Ne nous y trompons pas. Le post-Brexit va s’avérer un casse-tête permanent pour l’UE-27, car, du dehors, il va affaiblir sa prospérité et sa capacité d’agir sur la scène internationale. D’abord, qu’on le veuille ou non en effet, la région de Londres constitue l’autre extrémité de l’arc rhénan qui, né en Lombardie, irrigue les deux rives du Rhin, Benelux compris. Cet espace économique intégré doit être géré dans l’intérêt commun du continent et de son prolongement insulaire. La négociation d’un accord commercial devra le rendre possible. Ensuite, le Royaume-Uni est une puissance nucléaire - sous contrôle américain - et dispose d’un siège permanent au Conseil de Sécurité. Son départ laisse le champ libre à la France, ce que l’Allemagne ne permettra pas. Enfin, Londres jouera avec Washington, mais aussi avec Pékin, un rôle d’entremetteur qu’elle saura se faire payer, aux frais de l’Europe.
La paralysie de l’UE
Or l’UE-27 n’a pas mis à profit les trois années qui nous séparent du référendum fatidique de juin 2016, pour avancer d’un pas significatif vers une intégration plus poussée ni sur l’euro, ni sur la politique étrangère, ni sur l’énergie, ni sur le climat. Rien que de faux-semblants comme la coopération structurée permanente en matière de défense, la si mal nommée Pesco. Certes la routine fonctionne, et cela ne compte pas pour rien, mais de percée commensurable avec le démembrement créé par le Brexit, point ! On incriminera avec raison l’hétérogénéité de l’EU élargie, le mode intergouvernemental de gouvernance, le veto. Mais la cause première de la paralysie de l’UE tient à l’enrayage de l’axe franco-allemand qui apparaît, avec le recul historique, dépourvu de toute dynamique propre.

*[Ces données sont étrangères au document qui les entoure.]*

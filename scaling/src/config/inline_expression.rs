use nom::branch::alt;
use nom::bytes::complete::{is_not, tag, take_till, take_while1};
use nom::character::complete::{char, digit1, multispace0};
use nom::combinator::{all_consuming, map, map_res, not, opt, recognize};
use nom::multi::{many1, separated_list1};
use nom::sequence::{delimited, pair, separated_pair, terminated, tuple};
use nom::IResult;

use common::err::scaling_error::ReError;
use common::err::CResult;

/// 一个表达式最多展开出的数据节点数
pub const MAX_EXPANDED_NODES: u128 = 100_000;

/// 行表达式片段
#[derive(Debug, Clone, PartialEq)]
enum Fragment {
    Literal(String),
    Values(Values),
}

/// 占位符的取值。区间在展开前不物化
#[derive(Debug, Clone, PartialEq)]
enum Values {
    /// 闭区间，start > end 时倒序
    Range(i64, i64),
    List(Vec<String>),
}

impl Values {
    fn len(&self) -> u128 {
        match self {
            Values::Range(start, end) => (*start as i128 - *end as i128).unsigned_abs() + 1,
            Values::List(values) => values.len() as u128,
        }
    }

    fn to_vec(&self) -> Vec<String> {
        match self {
            Values::Range(start, end) if start <= end => (*start..=*end).map(|i| i.to_string()).collect(),
            Values::Range(start, end) => (*end..=*start).rev().map(|i| i.to_string()).collect(),
            Values::List(values) => values.clone(),
        }
    }
}

/// 展开行表达式。
///
/// 支持 `${a..b}` 闭区间与 `${['x', 'y']}` 枚举两种占位符，顶层逗号分隔多个表达式。
/// 多个占位符按笛卡尔积展开，左侧占位符变化最慢：
///
/// ```text
/// ds_${0..1}.t_order_${0..1}
///   => ds_0.t_order_0, ds_0.t_order_1, ds_1.t_order_0, ds_1.t_order_1
/// ```
pub fn expand(expression: &str) -> CResult<Vec<String>> {
    let segments = match all_consuming(parse_expression)(expression.trim()) {
        Ok((_, segments)) => segments,
        Err(e) => {
            return Err(ReError::ConfigurationError(format!("invalid inline expression `{}`: {}", expression, e)));
        }
    };

    // 先计算展开规模，超限时拒绝，不分配任何节点
    let total = segments
        .iter()
        .map(|segment| {
            segment.iter().fold(1u128, |acc, fragment| match fragment {
                Fragment::Literal(_) => acc,
                Fragment::Values(values) => acc.saturating_mul(values.len()),
            })
        })
        .fold(0u128, |acc, n| acc.saturating_add(n));
    if total > MAX_EXPANDED_NODES {
        return Err(ReError::ConfigurationError(format!(
            "inline expression `{}` expands to {} data nodes, more than {}", expression, total, MAX_EXPANDED_NODES)));
    }

    let mut result = Vec::new();
    for segment in segments {
        let mut expanded = vec![String::new()];
        for fragment in segment {
            expanded = match fragment {
                Fragment::Literal(s) => expanded.into_iter().map(|prefix| prefix + &s).collect(),
                Fragment::Values(values) => {
                    let values = values.to_vec();
                    expanded
                        .iter()
                        .flat_map(|prefix| values.iter().map(move |v| format!("{}{}", prefix, v)))
                        .collect()
                }
            };
        }
        result.extend(expanded.into_iter().map(|s| s.trim().to_string()));
    }

    Ok(result)
}

/// 将 `数据源.表` 拆分为两部分，以第一个 `.` 为界
pub fn split_data_node(node: &str) -> CResult<(String, String)> {
    match node.trim().split_once('.') {
        Some((ds, table)) if !ds.is_empty() && !table.is_empty() => Ok((ds.to_string(), table.to_string())),
        _ => Err(ReError::ConfigurationError(format!(
            "invalid data node `{}`, expected <dataSource>.<table>", node))),
    }
}

fn parse_expression(input: &str) -> IResult<&str, Vec<Vec<Fragment>>> {
    separated_list1(tuple((multispace0, char(','), multispace0)), parse_segment)(input)
}

fn parse_segment(input: &str) -> IResult<&str, Vec<Fragment>> {
    many1(alt((placeholder, literal, lone_dollar)))(input)
}

fn literal(input: &str) -> IResult<&str, Fragment> {
    map(is_not("$,"), |s: &str| Fragment::Literal(s.to_string()))(input)
}

// 不接 `{` 的 `$` 按普通字符处理
fn lone_dollar(input: &str) -> IResult<&str, Fragment> {
    map(terminated(char('$'), not(char('{'))), |_| Fragment::Literal("$".to_string()))(input)
}

fn placeholder(input: &str) -> IResult<&str, Fragment> {
    map(
        delimited(pair(tag("${"), multispace0), alt((range, list)), pair(multispace0, char('}'))),
        Fragment::Values,
    )(input)
}

fn number(input: &str) -> IResult<&str, i64> {
    map_res(recognize(pair(opt(char('-')), digit1)), str::parse::<i64>)(input)
}

/// `a..b`，包含两端。a > b 时倒序
fn range(input: &str) -> IResult<&str, Values> {
    map(
        separated_pair(number, tuple((multispace0, tag(".."), multispace0)), number),
        |(start, end)| Values::Range(start, end),
    )(input)
}

fn quoted(input: &str) -> IResult<&str, &str> {
    alt((
        delimited(char('\''), take_till(|c| c == '\''), char('\'')),
        delimited(char('"'), take_till(|c| c == '"'), char('"')),
    ))(input)
}

fn bare(input: &str) -> IResult<&str, &str> {
    take_while1(|c: char| c.is_alphanumeric() || c == '_' || c == '-')(input)
}

fn list(input: &str) -> IResult<&str, Values> {
    map(
        delimited(
            pair(char('['), multispace0),
            separated_list1(tuple((multispace0, char(','), multispace0)), map(alt((quoted, bare)), String::from)),
            pair(multispace0, char(']')),
        ),
        Values::List,
    )(input)
}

Le secret est mal gardé, par les chancelleries, d’une mésentente l’emportant sur la connivence - seuls les diplomates parleront de malentendu - entre Paris et Berlin. Parfois il perce avec la critique acerbe des propos de Macron sur la mort cérébrale de l’Otan, par la chancelière qui les a qualifiés d’"intempestifs". Car, c’est bien une divergence entre les deux capitales qui affleure ici, sur le concept même d’autonomie stratégique. La fin de non-recevoir opposée depuis deux ans par Merkel à Macron sur la renégociation de la gouvernance de l’euro, camouflée par quelques concessions marginales, est un autre chapitre du contentieux. Il y a gros à craindre que la politique commerciale vis-à-vis des USA et de la Chine en constitue bientôt le troisième.
Des analyses pertinentes
Plusieurs auteurs récents ont livré sur la relation franco-allemande des analyses éclairantes, notamment Coralie Delaume (1) et aujourd’hui Edouard Husson (2), qui ont en commun le double mérite de la rigueur factuelle et de la liberté d’expression sur un sujet très sensible dans les deux capitales. Lorsque le Bundestag ratifie le Traité de l’Élysée négocié entre De Gaulle et Adenauer, il le chapeaute d’une déclaration politique qui conforme la primauté donnée par l’Allemagne à l’Alliance Atlantique. Tout est dit de l’ambivalence de cet accord bilatéral dans un ménage à trois. L’Allemagne n’aura d’ailleurs cessé de voir la Grande-Bretagne rejoindre la CEE en 1973, conformément au vœu de Washington.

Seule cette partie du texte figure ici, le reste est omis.